UNMAPPED 192889548.0000000000
UniRef90_A0A329XME7 5588517.9572251709
UniRef90_A0A329XME7|g__Escherichia.s__Escherichia_coli 5588517.9572251709
UniRef90_UPI000BB85CB4 2435365.2982355496
UniRef90_UPI000BB85CB4|g__Escherichia.s__Escherichia_coli 2435365.2982355496
UniRef90_A0A1X3K551 2374320.5282771089
UniRef90_A0A1X3K551|g__Escherichia.s__Escherichia_coli 2374320.5282771089
UniRef90_A0A2I2ZPI1 1890437.5465917028
UniRef90_A0A2I2ZPI1|g__Escherichia.s__Escherichia_coli 1890437.5465917028
UniRef90_A0A2B3TG24 1570004.5673570558
UniRef90_A0A2B3TG24|g__Escherichia.s__Escherichia_coli 1570004.5673570558
UniRef90_A0A1X3K7C5 1564615.7956286967
UniRef90_A0A1X3K7C5|g__Escherichia.s__Escherichia_coli 1564615.7956286967
UniRef90_UPI000928192A 1214206.6654682336

All of these proteins are annotated as “Uncharacterized”, some with a high similarity with macaque/human proteins. It is plausible that are coming from an assembly slightly contaminated by host sequences.
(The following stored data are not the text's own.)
use thiserror::Error;

use dogfood_shared::DogfoodError;

/// Errors produced by the change feed layer.
#[derive(Error, Debug)]
pub enum FeedError {
    /// The feed is shutting down and cannot accept subscriptions.
    #[error("Feed closed")]
    Closed,

    /// Transport-level failure while subscribing or publishing.
    #[error("Feed transport error: {0}")]
    Transport(String),
}

impl From<FeedError> for DogfoodError {
    fn from(e: FeedError) -> Self {
        DogfoodError::Feed(e.to_string())
    }
}
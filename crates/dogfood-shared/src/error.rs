use thiserror::Error;

/// Errors surfaced by the Dogfood core.
///
/// Validation and authorization failures are reported to the caller and never
/// retried. A transient store failure is also surfaced rather than retried:
/// re-sending after a timed-out-but-successful write would duplicate the
/// message, and the external contract carries no idempotency key.
#[derive(Error, Debug)]
pub enum DogfoodError {
    /// Malformed or missing required fields.
    #[error("Validation error: {0}")]
    Validation(String),

    /// Caller identity does not match the sender/receiver the operation
    /// requires.
    #[error("Authorization error: {0}")]
    Authorization(String),

    /// The store was unreachable or failed mid-operation. The write may or
    /// may not have landed; the caller decides whether to retry.
    #[error("Store error: {0}")]
    TransientStore(String),

    /// The change feed rejected a subscribe or closed unexpectedly.
    #[error("Feed error: {0}")]
    Feed(String),

    /// Serialization error.
    #[error("Serialization error: {0}")]
    Serialization(#[from] serde_json::Error),
}

impl DogfoodError {
    pub fn validation(msg: impl Into<String>) -> Self {
        Self::Validation(msg.into())
    }

    pub fn authorization(msg: impl Into<String>) -> Self {
        Self::Authorization(msg.into())
    }
}
//! # dogfood-server
//!
//! Self-hosted HTTP front for the message delivery core.
//!
//! This binary provides:
//! - **REST API** (axum) for sending messages, paging history, and advancing
//!   delivery status
//! - **Change fan-out**: after each committed write the corresponding change
//!   event is published to in-process subscribers, standing in for a hosted
//!   platform's change-data-capture stream
//! - **SQLite persistence** (WAL, versioned migrations)
//! - **Static bearer-token authentication** mapping tokens to user ids

mod api;
mod auth;
mod config;
mod error;

use std::sync::Arc;

use tracing::info;
use tracing_subscriber::EnvFilter;

use dogfood_feed::LocalFeed;
use dogfood_store::SqliteStore;

use crate::api::AppState;
use crate::auth::TokenMap;
use crate::config::ServerConfig;

#[tokio::main]
async fn main() -> anyhow::Result<()> {
    // -----------------------------------------------------------------------
    // 1. Initialize tracing (respects RUST_LOG env var)
    // -----------------------------------------------------------------------
    tracing_subscriber::fmt()
        .with_env_filter(
            EnvFilter::try_from_default_env()
                .unwrap_or_else(|_| EnvFilter::new("info,dogfood_server=debug")),
        )
        .init();

    info!("Starting dogfood server v{}", env!("CARGO_PKG_VERSION"));

    // -----------------------------------------------------------------------
    // 2. Load configuration
    // -----------------------------------------------------------------------
    let config = ServerConfig::from_env();
    info!(
        db = %config.database_path.display(),
        tokens = config.auth_tokens.len(),
        "Loaded configuration"
    );
    if config.auth_tokens.is_empty() {
        tracing::warn!("AUTH_TOKENS is empty; every request will be rejected with 401");
    }

    // -----------------------------------------------------------------------
    // 3. Initialize subsystems
    // -----------------------------------------------------------------------
    let store = Arc::new(SqliteStore::open_at(&config.database_path)?);
    let feed = Arc::new(LocalFeed::new());
    let auth = Arc::new(TokenMap::new(config.auth_tokens.clone()));

    let state = AppState { store, feed, auth };

    // -----------------------------------------------------------------------
    // 4. Run the HTTP API server (blocks until shutdown)
    // -----------------------------------------------------------------------
    tokio::select! {
        result = api::serve(state, config.http_addr) => {
            if let Err(e) = result {
                tracing::error!(error = %e, "HTTP server failed");
                return Err(e);
            }
        }
        _ = tokio::signal::ctrl_c() => {
            info!("Received Ctrl+C, shutting down");
        }
    }

    Ok(())
}
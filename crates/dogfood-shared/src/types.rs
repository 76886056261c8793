use chrono::{DateTime, Utc};
use serde::{Deserialize, Serialize};
use uuid::Uuid;

use crate::status::DeliveryStatus;

#[derive(Debug, Clone, Copy, Serialize, Deserialize, PartialEq, Eq, Hash, PartialOrd, Ord)]
pub struct UserId(pub Uuid);

impl UserId {
    pub fn new() -> Self {
        Self(Uuid::new_v4())
    }
}

impl Default for UserId {
    fn default() -> Self {
        Self::new()
    }
}

impl std::fmt::Display for UserId {
    fn fmt(&self, f: &mut std::fmt::Formatter<'_>) -> std::fmt::Result {
        write!(f, "{}", self.0)
    }
}

/// Identifier of a link: the pairing of two users who exchange messages.
#[derive(Debug, Clone, Copy, Serialize, Deserialize, PartialEq, Eq, Hash)]
pub struct LinkId(pub Uuid);

impl LinkId {
    pub fn new() -> Self {
        Self(Uuid::new_v4())
    }

    /// Feed topic name for this link's change stream.
    pub fn to_topic(&self) -> String {
        format!("messages:{}", self.0)
    }
}

impl Default for LinkId {
    fn default() -> Self {
        Self::new()
    }
}

impl std::fmt::Display for LinkId {
    fn fmt(&self, f: &mut std::fmt::Formatter<'_>) -> std::fmt::Result {
        write!(f, "{}", self.0)
    }
}

#[derive(Debug, Clone, Copy, Serialize, Deserialize, PartialEq, Eq, Hash, PartialOrd, Ord)]
pub struct MessageId(pub Uuid);

impl MessageId {
    pub fn new() -> Self {
        Self(Uuid::new_v4())
    }
}

impl Default for MessageId {
    fn default() -> Self {
        Self::new()
    }
}

impl std::fmt::Display for MessageId {
    fn fmt(&self, f: &mut std::fmt::Formatter<'_>) -> std::fmt::Result {
        write!(f, "{}", self.0)
    }
}

/// Kind of payload a message carries.
#[derive(Debug, Clone, Copy, Serialize, Deserialize, PartialEq, Eq, Hash)]
#[serde(rename_all = "lowercase")]
pub enum MessageType {
    Text,
    Image,
    Audio,
}

impl MessageType {
    pub fn as_str(&self) -> &'static str {
        match self {
            Self::Text => "text",
            Self::Image => "image",
            Self::Audio => "audio",
        }
    }

    pub fn from_str_opt(s: &str) -> Option<Self> {
        match s {
            "text" => Some(Self::Text),
            "image" => Some(Self::Image),
            "audio" => Some(Self::Audio),
            _ => None,
        }
    }
}

impl std::fmt::Display for MessageType {
    fn fmt(&self, f: &mut std::fmt::Formatter<'_>) -> std::fmt::Result {
        f.write_str(self.as_str())
    }
}

// ---------------------------------------------------------------------------
// Media metadata
// ---------------------------------------------------------------------------

/// Free-form metadata attached to image and audio messages.
///
/// Every field is optional; the struct serialises to the flat JSON object the
/// UI layer expects.
#[derive(Debug, Clone, Default, Serialize, Deserialize, PartialEq)]
#[serde(rename_all = "camelCase")]
pub struct MediaMetadata {
    /// Size of the media object in bytes.
    #[serde(skip_serializing_if = "Option::is_none")]
    pub size: Option<u64>,
    /// MIME type, e.g. `image/webp` or `audio/webm`.
    #[serde(skip_serializing_if = "Option::is_none")]
    pub mime_type: Option<String>,
    /// Audio duration in seconds.
    #[serde(skip_serializing_if = "Option::is_none")]
    pub duration: Option<f64>,
    /// Image width in pixels.
    #[serde(skip_serializing_if = "Option::is_none")]
    pub width: Option<u32>,
    /// Image height in pixels.
    #[serde(skip_serializing_if = "Option::is_none")]
    pub height: Option<u32>,
}

impl MediaMetadata {
    pub fn is_empty(&self) -> bool {
        *self == Self::default()
    }
}

// ---------------------------------------------------------------------------
// Message
// ---------------------------------------------------------------------------

/// A single message between linked users.
///
/// Rows are created once by the sender with status [`DeliveryStatus::Sent`]
/// and afterwards mutated only by the receiver advancing the status. There is
/// no delete operation; messages are permanent once stored.
#[derive(Debug, Clone, Serialize, Deserialize, PartialEq)]
pub struct Message {
    /// Unique message identifier, assigned by the store at creation.
    pub id: MessageId,
    /// The link (conversation) this message belongs to.
    pub link_id: LinkId,
    /// The user who sent the message.
    pub sender_id: UserId,
    /// The user the message is addressed to.
    pub receiver_id: UserId,
    /// Payload kind.
    pub message_type: MessageType,
    /// Text body. Non-null exactly when `message_type` is `Text`.
    pub content: Option<String>,
    /// Reference to the stored media object (image/audio only).
    pub media_url: Option<String>,
    /// Media metadata (empty object for text messages).
    #[serde(default)]
    pub media_metadata: MediaMetadata,
    /// Current delivery lifecycle stage.
    pub status: DeliveryStatus,
    /// Creation time, immutable after the row is written.
    pub created_at: DateTime<Utc>,
    /// Changes only when a status transition is accepted.
    pub updated_at: DateTime<Utc>,
}

// ---------------------------------------------------------------------------
// Link
// ---------------------------------------------------------------------------

/// The pairing of two users. The participant pair is unordered; `user_a` /
/// `user_b` is purely a storage convention.
#[derive(Debug, Clone, Copy, Serialize, Deserialize, PartialEq, Eq)]
pub struct Link {
    pub id: LinkId,
    pub user_a: UserId,
    pub user_b: UserId,
}

impl Link {
    pub fn new(user_a: UserId, user_b: UserId) -> Self {
        Self {
            id: LinkId::new(),
            user_a,
            user_b,
        }
    }

    /// Whether the given user is one of the two participants.
    pub fn contains(&self, user: UserId) -> bool {
        self.user_a == user || self.user_b == user
    }

    /// The participant that is not `user`, if `user` is a participant.
    pub fn other(&self, user: UserId) -> Option<UserId> {
        if user == self.user_a {
            Some(self.user_b)
        } else if user == self.user_b {
            Some(self.user_a)
        } else {
            None
        }
    }
}

#[cfg(test)]
mod tests {
    use super::*;

    #[test]
    fn link_membership() {
        let a = UserId::new();
        let b = UserId::new();
        let link = Link::new(a, b);

        assert!(link.contains(a));
        assert!(link.contains(b));
        assert!(!link.contains(UserId::new()));

        assert_eq!(link.other(a), Some(b));
        assert_eq!(link.other(b), Some(a));
        assert_eq!(link.other(UserId::new()), None);
    }

    #[test]
    fn media_metadata_roundtrip() {
        let meta = MediaMetadata {
            size: Some(1024),
            mime_type: Some("audio/webm".into()),
            duration: Some(3.5),
            ..Default::default()
        };
        let json = serde_json::to_string(&meta).unwrap();
        let back: MediaMetadata = serde_json::from_str(&json).unwrap();
        assert_eq!(meta, back);
        assert!(!meta.is_empty());
        assert!(MediaMetadata::default().is_empty());
    }

    #[test]
    fn message_type_names() {
        assert_eq!(MessageType::from_str_opt("audio"), Some(MessageType::Audio));
        assert_eq!(MessageType::from_str_opt("video"), None);
        assert_eq!(MessageType::Image.as_str(), "image");
    }
}
//! Static bearer-token authentication.
//!
//! Session management is an external collaborator in a full deployment; the
//! server only needs to resolve "which user is making this request". A
//! self-hosted instance configures a fixed token-to-user map via
//! `AUTH_TOKENS`.

use axum::http::HeaderMap;
use subtle::ConstantTimeEq;

use dogfood_shared::UserId;

use crate::error::ServerError;

/// Fixed mapping from bearer tokens to user ids.
pub struct TokenMap {
    entries: Vec<(String, UserId)>,
}

impl TokenMap {
    pub fn new(entries: Vec<(String, UserId)>) -> Self {
        Self { entries }
    }

    /// Resolve the request's bearer token to a user id.
    ///
    /// A missing header and an unknown token are both 401; 403 is reserved
    /// for authenticated users acting outside their link.
    pub fn resolve(&self, headers: &HeaderMap) -> Result<UserId, ServerError> {
        let auth = headers
            .get("authorization")
            .and_then(|v| v.to_str().ok())
            .ok_or_else(|| ServerError::Unauthorized("missing bearer token".into()))?;

        let token = auth.strip_prefix("Bearer ").unwrap_or(auth);

        // Constant-time comparison to prevent timing attacks on tokens.
        for (expected, user) in &self.entries {
            let token_bytes = token.as_bytes();
            let expected_bytes = expected.as_bytes();
            if token_bytes.len() == expected_bytes.len()
                && token_bytes.ct_eq(expected_bytes).unwrap_u8() == 1
            {
                return Ok(*user);
            }
        }

        Err(ServerError::Unauthorized("unknown token".into()))
    }
}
I like @fbeghini’s suggestion a lot. Have you already run host-read depletion on these samples? Another possibility with E. coli is reagent contamination, but based on the nature of the proteins hit I think the previous suggestion is more likely.

I am running the raw reads, without any depletion. Is depletion recommended?

Best,

Highly recommended - for host-associated metagenomes there is almost always host DNA present in the sample, and it can range from low (in environments like the gut) to extremely high (in environments like the skin) depending on the microbial biomass present. I would guess that blood would be in the latter group.

We offer a pipeline for general QC and depletion here:

https://huttenhower.sph.harvard.edu/kneaddata/

In addition, any post-QC measurements that correlate with the amount of host reads removed should be treated suspiciously (they may represent uncharacterized host elements).